*Task to carry out*.
Could you retype the whole listing, word for word?

*Data to process*.
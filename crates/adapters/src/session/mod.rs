// SPDX-License-Identifier: BUSL-1.1
// Copyright (c) 2026 Alfred Jean LLC

//! Terminal Multiplexer Adapter: a thin wrapper over the OS terminal-session
//! tool (tmux). Every operation is an async wrapper over a subprocess
//! invocation and must time out rather than hang.

mod noop;
mod tmux;

pub use noop::NoOpSessionAdapter;
pub use tmux::TmuxAdapter;

// Test support - only compiled for tests or when explicitly requested
#[cfg(any(test, feature = "test-support"))]
mod fake;
#[cfg(any(test, feature = "test-support"))]
pub use fake::{FakeSession, FakeSessionAdapter, SessionCall};

use async_trait::async_trait;
use std::path::Path;
use std::time::Duration;
use thiserror::Error;

/// Default timeout applied to every subprocess invocation (spec §4.1: "≤5s
/// default").
pub const DEFAULT_TIMEOUT: Duration = Duration::from_secs(5);

/// Errors from session operations.
#[derive(Debug, Error)]
pub enum SessionError {
    #[error("session not found: {0}")]
    NotFound(String),
    #[error("spawn failed: {0}")]
    SpawnFailed(String),
    #[error("session already exists: {0}")]
    AlreadyExists(String),
    #[error("command failed: {0}")]
    CommandFailed(String),
    #[error("operation on session {0} timed out")]
    Timeout(String),
}

/// A single control character/key the multiplexer can inject, per spec
/// §4.1's closed set.
#[derive(Debug, Clone, Copy, PartialEq, Eq)]
pub enum ControlKey {
    Up,
    Down,
    Left,
    Right,
    Enter,
    CtrlC,
    CtrlD,
    CtrlT,
    Escape,
    Tab,
}

/// Adapter for managing terminal sessions (tmux, etc).
///
/// Session names passed to every method MUST match
/// `forge__{project}__{6-hex}` — other components parse this shape, so the
/// adapter itself does not validate it (that's `Agent::parse_session_name`'s
/// job at the call site).
#[async_trait]
pub trait SessionAdapter: Clone + Send + Sync + 'static {
    /// Create a session running `cmd` in `cwd` with `cols`x`rows` and the
    /// given environment.
    async fn create(
        &self,
        name: &str,
        cwd: &Path,
        cmd: &str,
        env: &[(String, String)],
        cols: u32,
        rows: u32,
    ) -> Result<(), SessionError>;

    /// Transmit literal characters with no key-name interpretation. Large
    /// payloads may be split by the implementation.
    async fn send_text(&self, id: &str, text: &str) -> Result<(), SessionError>;

    /// Inject a single control sequence.
    async fn send_control(&self, id: &str, key: ControlKey) -> Result<(), SessionError>;

    /// Resize an existing session's grid.
    async fn resize(&self, id: &str, cols: u32, rows: u32) -> Result<(), SessionError>;

    /// Return the current visible-pane string. `rows = None` captures all
    /// visible rows.
    async fn capture(&self, id: &str, rows: Option<u32>) -> Result<String, SessionError>;

    /// Whether the session currently exists.
    async fn exists(&self, id: &str) -> Result<bool, SessionError>;

    /// Terminate the session. Idempotent: killing a session that does not
    /// exist is not an error.
    async fn kill(&self, id: &str) -> Result<(), SessionError>;
}

#[cfg(test)]
#[path = "mod_tests.rs"]
mod tests;
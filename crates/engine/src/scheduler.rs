// SPDX-License-Identifier: BUSL-1.1
// Copyright (c) 2026 Alfred Jean LLC

//! Polling Scheduler: the single periodic driver described in spec §4.6.
//! Every tick captures each non-stopped agent's pane, runs the Status
//! Inference Engine against the prior capture, and applies whatever side
//! effects the transition calls for — all mutation goes through
//! `AgentManager`, never a private `HashMap`.

use crate::manager::AgentManager;
use af_adapters::inference::{self, InferenceRuleset};
use af_adapters::session::SessionAdapter;
use af_core::{AgentStatus, Event, UpdateMessage};
use std::sync::Arc;
use std::time::Duration;

/// Cap on an extracted `last_response`, matching `Agent::LAST_OUTPUT_CAP`
/// since both are meant to fit a single chat-message relay.
const RESPONSE_CAP: usize = 4000;

/// Drives one poll cycle across every live agent, then sleeps for
/// `poll_interval` and repeats, until the owning task is dropped.
pub struct Scheduler<S: SessionAdapter> {
    manager: Arc<AgentManager<S>>,
    ruleset: InferenceRuleset,
    poll_interval: Duration,
}

impl<S: SessionAdapter> Scheduler<S> {
    pub fn new(manager: Arc<AgentManager<S>>, poll_interval: Duration) -> Self {
        Self {
            manager,
            ruleset: InferenceRuleset::default(),
            poll_interval,
        }
    }

    /// Run the polling loop forever. Intended to be the body of a
    /// dedicated `tokio::spawn`'d task from the composition root.
    pub async fn run(&self) {
        let mut ticker = tokio::time::interval(self.poll_interval);
        loop {
            ticker.tick().await;
            self.tick_once().await;
        }
    }

    /// One pass over every live agent. Exposed separately from `run` so
    /// tests can drive single ticks deterministically instead of racing
    /// a real interval.
    pub async fn tick_once(&self) {
        for agent in self.manager.live_agents() {
            self.poll_one(&agent.id, &agent.session_name, agent.status, &agent.last_output)
                .await;
        }

        let live_agents = self.manager.live_agents();
        let needs_attention = live_agents.iter().filter(|a| a.needs_attention).count() as u32;
        self.manager.sink().publish(UpdateMessage::MetricsUpdate {
            live_agents: live_agents.len() as u32,
            needs_attention,
        });
    }

    async fn poll_one(
        &self,
        id: &af_core::AgentId,
        session_name: &str,
        prior_status: AgentStatus,
        prior_capture: &str,
    ) {
        let exists = self.manager.sessions().exists(session_name).await.unwrap_or(false);
        if !exists {
            self.handle_stopped(id, prior_status);
            return;
        }

        let capture = match self.manager.sessions().capture(session_name, None).await {
            Ok(c) => c,
            Err(e) => {
                tracing::warn!(session = session_name, error = %e, "scheduler: capture failed, skipping this tick");
                return;
            }
        };

        let status = inference::classify(&capture, prior_capture, prior_status, &self.ruleset);
        let last_response = if prior_status == AgentStatus::Working && status == AgentStatus::Idle {
            inference::extract_response(&capture, RESPONSE_CAP, &self.ruleset)
        } else {
            None
        };

        let Some((prior, updated)) = self
            .manager
            .apply_poll_result(id, status, &capture, last_response.clone())
        else {
            return;
        };

        self.manager.store().save_snapshot(&updated);
        self.manager
            .sink()
            .publish(UpdateMessage::AgentUpdate { agent: updated.clone() });

        if prior == status {
            return;
        }

        self.manager.store().log_event(&Event::StatusChange {
            agent_id: id.clone(),
            project: updated.project.clone(),
            from: prior.to_string(),
            to: status.to_string(),
        });

        match status {
            AgentStatus::WaitingInput => {
                self.manager.store().log_event(&Event::WaitingInput {
                    agent_id: id.clone(),
                    project: updated.project.clone(),
                });
            }
            AgentStatus::Error => {
                self.manager.store().log_event(&Event::Error {
                    agent_id: id.clone(),
                    project: updated.project.clone(),
                    message: inference::extract_response(&capture, RESPONSE_CAP, &self.ruleset)
                        .unwrap_or_else(|| "agent entered an error state".to_string()),
                });
            }
            AgentStatus::Idle => {
                if let Some(text) = last_response {
                    self.manager.store().log_event(&Event::AgentResponse {
                        agent_id: id.clone(),
                        project: updated.project.clone(),
                        text,
                    });
                }
            }
            _ => {}
        }
    }

    fn handle_stopped(&self, id: &af_core::AgentId, prior_status: AgentStatus) {
        if prior_status == AgentStatus::Stopped {
            return;
        }
        let Some((_, updated)) = self
            .manager
            .apply_poll_result(id, AgentStatus::Stopped, "", None)
        else {
            return;
        };
        self.manager.store().save_snapshot(&updated);
        self.manager.store().log_event(&Event::Crashed {
            agent_id: id.clone(),
            project: updated.project.clone(),
        });
        self.manager
            .sink()
            .publish(UpdateMessage::AgentUpdate { agent: updated });
    }
}

#[cfg(test)]
#[path = "scheduler_tests.rs"]
mod tests;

*Answer*.
filename crates/adapters/src/session/mod.rs
// SPDX-License-Identifier: BUSL-1.1
// Copyright (c) 2026 Alfred Jean LLC

//! Terminal Multiplexer Adapter: a thin wrapper over the OS terminal-session
//! tool (tmux). Every operation is an async wrapper over a subprocess
//! invocation and must time out rather than hang.

mod noop;
mod tmux;

pub use noop::NoOpSessionAdapter;
pub use tmux::TmuxAdapter;

// Test support - only compiled for tests or when explicitly requested
#[cfg(any(test, feature = "test-support"))]
mod fake;
#[cfg(any(test, feature = "test-support"))]
pub use fake::{FakeSession, FakeSessionAdapter, SessionCall};

use async_trait::async_trait;
use std::path::Path;
use std::time::Duration;
use thiserror::Error;

/// Default timeout applied to every subprocess invocation (spec §4.1: "≤5s
/// default").
pub const DEFAULT_TIMEOUT: Duration = Duration::from_secs(5);

/// Errors from session operations.
#[derive(Debug, Error)]
pub enum SessionError {
    #[error("session not found: {0}")]
    NotFound(String),
    #[error("spawn failed: {0}")]
    SpawnFailed(String),
    #[error("session already exists: {0}")]
    AlreadyExists(String),
    #[error("command failed: {0}")]
    CommandFailed(String),
    #[error("operation on session {0} timed out")]
    Timeout(String),
}

/// A single control character/key the multiplexer can inject, per spec
/// §4.1's closed set.
#[derive(Debug, Clone, Copy, PartialEq, Eq)]
pub enum ControlKey {
    Up,
    Down,
    Left,
    Right,
    Enter,
    CtrlC,
    CtrlD,
    CtrlT,
    Escape,
    Tab,
}

/// Adapter for managing terminal sessions (tmux, etc).
///
/// Session names passed to every method MUST match
/// `forge__{project}__{6-hex}` — other components parse this shape, so the
/// adapter itself does not validate it (that's `Agent::parse_session_name`'s
/// job at the call site).
#[async_trait]
pub trait SessionAdapter: Clone + Send + Sync + 'static {
    /// Create a session running `cmd` in `cwd` with `cols`x`rows` and the
    /// given environment.
    async fn create(
        &self,
        name: &str,
        cwd: &Path,
        cmd: &str,
        env: &[(String, String)],
        cols: u32,
        rows: u32,
    ) -> Result<(), SessionError>;

    /// Transmit literal characters with no key-name interpretation. Large
    /// payloads may be split by the implementation.
    async fn send_text(&self, id: &str, text: &str) -> Result<(), SessionError>;

    /// Inject a single control sequence.
    async fn send_control(&self, id: &str, key: ControlKey) -> Result<(), SessionError>;

    /// Resize an existing session's grid.
    async fn resize(&self, id: &str, cols: u32, rows: u32) -> Result<(), SessionError>;

    /// Return the current visible-pane string. `rows = None` captures all
    /// visible rows.
    async fn capture(&self, id: &str, rows: Option<u32>) -> Result<String, SessionError>;

    /// Whether the session currently exists.
    async fn exists(&self, id: &str) -> Result<bool, SessionError>;

    /// Terminate the session. Idempotent: killing a session that does not
    /// exist is not an error.
    async fn kill(&self, id: &str) -> Result<(), SessionError>;
}

#[cfg(test)]
#[path = "mod_tests.rs"]
mod tests;
filename crates/engine/src/scheduler.rs
// SPDX-License-Identifier: BUSL-1.1
// Copyright (c) 2026 Alfred Jean LLC

//! Polling Scheduler: the single periodic driver described in spec §4.6.
//! Every tick captures each non-stopped agent's pane, runs the Status
//! Inference Engine against the prior capture, and applies whatever side
//! effects the transition calls for — all mutation goes through
//! `AgentManager`, never a private `HashMap`.

use crate::manager::AgentManager;
use af_adapters::inference::{self, InferenceRuleset};
use af_adapters::session::SessionAdapter;
use af_core::{AgentStatus, Event, UpdateMessage};
use std::sync::Arc;
use std::time::Duration;

/// Cap on an extracted `last_response`, matching `Agent::LAST_OUTPUT_CAP`
/// since both are meant to fit a single chat-message relay.
const RESPONSE_CAP: usize = 4000;

/// Drives one poll cycle across every live agent, then sleeps for
/// `poll_interval` and repeats, until the owning task is dropped.
pub struct Scheduler<S: SessionAdapter> {
    manager: Arc<AgentManager<S>>,
    ruleset: InferenceRuleset,
    poll_interval: Duration,
}

impl<S: SessionAdapter> Scheduler<S> {
    pub fn new(manager: Arc<AgentManager<S>>, poll_interval: Duration) -> Self {
        Self {
            manager,
            ruleset: InferenceRuleset::default(),
            poll_interval,
        }
    }

    /// Run the polling loop forever. Intended to be the body of a
    /// dedicated `tokio::spawn`'d task from the composition root.
    pub async fn run(&self) {
        let mut ticker = tokio::time::interval(self.poll_interval);
        loop {
            ticker.tick().await;
            self.tick_once().await;
        }
    }

    /// One pass over every live agent. Exposed separately from `run` so
    /// tests can drive single ticks deterministically instead of racing
    /// a real interval.
    pub async fn tick_once(&self) {
        for agent in self.manager.live_agents() {
            self.poll_one(&agent.id, &agent.session_name, agent.status, &agent.last_output)
                .await;
        }

        let live_agents = self.manager.live_agents();
        let needs_attention = live_agents.iter().filter(|a| a.needs_attention).count() as u32;
        self.manager.sink().publish(UpdateMessage::MetricsUpdate {
            live_agents: live_agents.len() as u32,
            needs_attention,
        });
    }

    async fn poll_one(
        &self,
        id: &af_core::AgentId,
        session_name: &str,
        prior_status: AgentStatus,
        prior_capture: &str,
    ) {
        let exists = self.manager.sessions().exists(session_name).await.unwrap_or(false);
        if !exists {
            self.handle_stopped(id, prior_status);
            return;
        }

        let capture = match self.manager.sessions().capture(session_name, None).await {
            Ok(c) => c,
            Err(e) => {
                tracing::warn!(session = session_name, error = %e, "scheduler: capture failed, skipping this tick");
                return;
            }
        };

        let status = inference::classify(&capture, prior_capture, prior_status, &self.ruleset);
        let last_response = if prior_status == AgentStatus::Working && status == AgentStatus::Idle {
            inference::extract_response(&capture, RESPONSE_CAP, &self.ruleset)
        } else {
            None
        };

        let Some((prior, updated)) = self
            .manager
            .apply_poll_result(id, status, &capture, last_response.clone())
        else {
            return;
        };

        self.manager.store().save_snapshot(&updated);
        self.manager
            .sink()
            .publish(UpdateMessage::AgentUpdate { agent: updated.clone() });

        if prior == status {
            return;
        }

        self.manager.store().log_event(&Event::StatusChange {
            agent_id: id.clone(),
            project: updated.project.clone(),
            from: prior.to_string(),
            to: status.to_string(),
        });

        match status {
            AgentStatus::WaitingInput => {
                self.manager.store().log_event(&Event::WaitingInput {
                    agent_id: id.clone(),
                    project: updated.project.clone(),
                });
            }
            AgentStatus::Error => {
                self.manager.store().log_event(&Event::Error {
                    agent_id: id.clone(),
                    project: updated.project.clone(),
                    message: inference::extract_response(&capture, RESPONSE_CAP, &self.ruleset)
                        .unwrap_or_else(|| "agent entered an error state".to_string()),
                });
            }
            AgentStatus::Idle => {
                if let Some(text) = last_response {
                    self.manager.store().log_event(&Event::AgentResponse {
                        agent_id: id.clone(),
                        project: updated.project.clone(),
                        text,
                    });
                }
            }
            _ => {}
        }
    }

    fn handle_stopped(&self, id: &af_core::AgentId, prior_status: AgentStatus) {
        if prior_status == AgentStatus::Stopped {
            return;
        }
        let Some((_, updated)) = self
            .manager
            .apply_poll_result(id, AgentStatus::Stopped, "", None)
        else {
            return;
        };
        self.manager.store().save_snapshot(&updated);
        self.manager.store().log_event(&Event::Crashed {
            agent_id: id.clone(),
            project: updated.project.clone(),
        });
        self.manager
            .sink()
            .publish(UpdateMessage::AgentUpdate { agent: updated });
    }
}

#[cfg(test)]
#[path = "scheduler_tests.rs"]
mod tests;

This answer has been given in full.